• **Listed records**:
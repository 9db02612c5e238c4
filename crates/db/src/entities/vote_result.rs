//! Per-option tally cache. Rebuilt from the ledger on every close.

use sea_orm::entity::prelude::*;
use serde::{Deserialize, Serialize};

#[derive(Clone, Debug, PartialEq, DeriveEntityModel, Serialize, Deserialize)]
#[sea_orm(table_name = "vote_result")]
pub struct Model {
    #[sea_orm(primary_key, auto_increment = false)]
    pub vote_id: String,

    #[sea_orm(primary_key, auto_increment = false)]
    pub option_id: String,

    pub total_weight: f64,

    pub vote_count: i32,

    /// Share of decisive weight; 0 for abstain options.
    pub percentage: f64,

    pub is_winner: bool,

    pub computed_at: DateTimeWithTimeZone,
}

#[derive(Copy, Clone, Debug, EnumIter, DeriveRelation)]
pub enum Relation {
    #[sea_orm(
        belongs_to = "super::vote::Entity",
        from = "Column::VoteId",
        to = "super::vote::Column::Id",
        on_delete = "Cascade"
    )]
    Vote,
}

impl Related<super::vote::Entity> for Entity {
    fn to() -> RelationDef {
        Relation::Vote.def()
    }
}

impl ActiveModelBehavior for ActiveModel {}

• **The task**:
Would you return all of the data exactly as given?

• **Task answer**:
repository 9db02612c5e238c4
filename crates/db/src/entities/vote_result.rs
//! Per-option tally cache. Rebuilt from the ledger on every close.

use sea_orm::entity::prelude::*;
use serde::{Deserialize, Serialize};

#[derive(Clone, Debug, PartialEq, DeriveEntityModel, Serialize, Deserialize)]
#[sea_orm(table_name = "vote_result")]
pub struct Model {
    #[sea_orm(primary_key, auto_increment = false)]
    pub vote_id: String,

    #[sea_orm(primary_key, auto_increment = false)]
    pub option_id: String,

    pub total_weight: f64,

    pub vote_count: i32,

    /// Share of decisive weight; 0 for abstain options.
    pub percentage: f64,

    pub is_winner: bool,

    pub computed_at: DateTimeWithTimeZone,
}

#[derive(Copy, Clone, Debug, EnumIter, DeriveRelation)]
pub enum Relation {
    #[sea_orm(
        belongs_to = "super::vote::Entity",
        from = "Column::VoteId",
        to = "super::vote::Column::Id",
        on_delete = "Cascade"
    )]
    Vote,
}

impl Related<super::vote::Entity> for Entity {
    fn to() -> RelationDef {
        Relation::Vote.def()
    }
}

impl ActiveModelBehavior for ActiveModel {}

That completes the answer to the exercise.